* WORK INSTRUCTIONS
Present an exact copy of each line below.

Dataset excerpts:

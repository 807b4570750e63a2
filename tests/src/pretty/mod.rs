mod expressions;
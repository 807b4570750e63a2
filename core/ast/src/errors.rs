//! Error types for the AST crate.
//!
//! Tree construction and traversal are infallible; errors come from the
//! checked builder entry points and from writing printed source to a sink.

use thiserror::Error;

use crate::nodes::Tag;

/// Errors raised by checked tree construction.
#[derive(Debug, Error, PartialEq, Eq)]
#[must_use = "errors must not be silently ignored"]
pub enum AstError {
    /// A unary, binary or compound-assignment node was requested with a tag
    /// that is not an operator of that arity.
    #[error("{tag:?} is not a {expected} operator")]
    NotAnOperator { tag: Tag, expected: &'static str },

    /// A dotted name had an empty segment.
    #[error("invalid qualified name `{name}`")]
    InvalidQualifiedName { name: String },
}

/// Errors raised while pretty-printing.
#[derive(Debug, Error)]
#[must_use = "errors must not be silently ignored"]
pub enum PrettyError {
    /// The output sink failed.
    #[error("failed to write printed tree: {0}")]
    Io(#[from] std::io::Error),

    /// A buffered rendering was not valid UTF-8.
    #[error("printed tree is not valid UTF-8")]
    InvalidUtf8(#[from] std::string::FromUtf8Error),
}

* EXPECTED ANSWER
repository 807b4570750e63a2
filename tests/src/pretty/mod.rs
mod expressions;
repository 807b4570750e63a2
filename core/ast/src/errors.rs
//! Error types for the AST crate.
//!
//! Tree construction and traversal are infallible; errors come from the
//! checked builder entry points and from writing printed source to a sink.

use thiserror::Error;

use crate::nodes::Tag;

/// Errors raised by checked tree construction.
#[derive(Debug, Error, PartialEq, Eq)]
#[must_use = "errors must not be silently ignored"]
pub enum AstError {
    /// A unary, binary or compound-assignment node was requested with a tag
    /// that is not an operator of that arity.
    #[error("{tag:?} is not a {expected} operator")]
    NotAnOperator { tag: Tag, expected: &'static str },

    /// A dotted name had an empty segment.
    #[error("invalid qualified name `{name}`")]
    InvalidQualifiedName { name: String },
}

/// Errors raised while pretty-printing.
#[derive(Debug, Error)]
#[must_use = "errors must not be silently ignored"]
pub enum PrettyError {
    /// The output sink failed.
    #[error("failed to write printed tree: {0}")]
    Io(#[from] std::io::Error),

    /// A buffered rendering was not valid UTF-8.
    #[error("printed tree is not valid UTF-8")]
    InvalidUtf8(#[from] std::string::FromUtf8Error),
}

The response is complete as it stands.